When former truck driver John Breeding invented Let It Ride, he developed it as a game that would benefit from his earlier invention, Shuffle Master card shufflers.
What do you when your company creates a breakthrough gaming invention and you want to sell more products?
If you’re Shuffle Master, which later became SHFL Entertainment Inc., you invent a game that needs the invention you created.
The game invented by the company was Let It Ride, a poker variant that still exists in several Nevada casinos. In the Nevada Gaming Control Board’s most recent monthly gaming win statistics, Let It Ride was reported to have 32 units in 27 casinos.
John Breeding, a former truck driver who became interested in how casinos were losing money to card-counters, founded Shuffle Master in Minneapolis in 1983 and borrowed $30,000 to invent a single-deck automatic shuffling machine to prevent the edge advantage card-counters had acquired by providing a freshly shuffled deck for every game played. The first single-deck shuffler appeared in casinos in 1992.
Breeding’s company then turned its attention to developing games that needed those shufflers.
Let It Ride was one of those games and when it was first introduced in 1993, its high payouts made it a popular new casino attraction. Within a decade, Let It Ride had 133 units in 85 casinos.
SHFL Entertainment was acquired by Bally Technology in 2013, which eventually was absorbed by Scientific Games, now a division of Las Vegas-based Light & Wonder.
Let It Ride is a poker variation based on five-card stud and instead of playing against the house, players are rewarded for the value of their hands. Let It Ride is one of the few table games that allows players to take back a portion of their wagers if they don’t believe they’re going to have a winning hand.
Players are dealt three cards and there are two community cards dealt face up in sequence as the game progresses.
Bets are placed in three stations with equal amounts. After the first community card is revealed, players can take back one of the three bets. When the first community card is revealed, the player can decide whether to take back one of the bets or to “let it ride.” When the second community card is revealed, the player has the same option.
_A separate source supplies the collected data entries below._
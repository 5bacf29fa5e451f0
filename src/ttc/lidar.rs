//! Lidar-based TTC from two point sets of the same object.
//!
//! Constant velocity model:
//!
//! ```text
//! v   = (d_prev - d_curr) / dt
//! TTC = d_curr / v
//! ```
//!
//! `d` is the 10th percentile of the forward distances rather than the
//! minimum, so a few spurious returns in front of the object do not drag the
//! estimate.

use tracing::debug;

use crate::stats;
use crate::tracking::frame::LidarPoint;
use crate::ttc::TtcEstimate;

/// Percentile of forward distances used as the object distance.
pub const LIDAR_PERCENTILE: f64 = 10.0;

/// TTC from the previous and current distance to the object.
pub fn ttc_from_distances(prev: f64, curr: f64, frame_rate: f64) -> TtcEstimate {
    if curr >= prev {
        return TtcEstimate::NotClosing;
    }

    let speed = (prev - curr) * frame_rate;
    TtcEstimate::Seconds(curr / speed)
}

pub fn compute_ttc_lidar(
    lidar_points_prev: &[LidarPoint],
    lidar_points_curr: &[LidarPoint],
    frame_rate: f64,
) -> TtcEstimate {
    let x_prev: Vec<f64> = lidar_points_prev.iter().map(|p| p.x).collect();
    let x_curr: Vec<f64> = lidar_points_curr.iter().map(|p| p.x).collect();

    let (Some(prev), Some(curr)) = (
        stats::percentile(LIDAR_PERCENTILE, &x_prev),
        stats::percentile(LIDAR_PERCENTILE, &x_curr),
    ) else {
        return TtcEstimate::Undefined;
    };

    let ttc = ttc_from_distances(prev, curr, frame_rate);
    debug!(
        "TTC lidar = {}, prev/curr = {:.3}/{:.3} m, min = {:?}/{:?}, width = {:.2}/{:.2}",
        ttc,
        prev,
        curr,
        stats::min(&x_prev),
        stats::min(&x_curr),
        stats::range_width(&x_prev),
        stats::range_width(&x_curr)
    );
    ttc
}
Decisions are based on trying to form the best possible poker hand with the five cards on the table, the three dealt to the player and the two community cards.
The payout is 1:1 for a pair of 10s or higher; 2:1 for two pairs; 3:1 for three of a kind; 5:1 for a straight (a sequence of five consecutive cards); 8:1 for a flush (all cards in one suit); 11:1 for a full house (three of a kind and a pair); 50:1 for four of a kind; 200:1 for a straight flush (a sequence of five consecutive cards all in the same suit); and 1,000:1 for a royal flush (10 through ace, all in the same suit).
Some casinos offer a Let It Ride side bet that pays out on the three cards dealt to the player.
Let It Ride has decreased in popularity as more players discover the signficant advantage the casino has over the player.
The house edge in blackjack is 0.5 percent in most blackjack games. For craps, the house edge is calculated at 1.41 percent.
For Let It Ride, the house edge is calculated at 3.51 percent.
In the past year, Let It Ride has won $15.1 million for Nevada casinos that offer it, down 13.2 percent from the previous year. The Control Board said the game won 25.4 percent of the money wagered on it in 2024.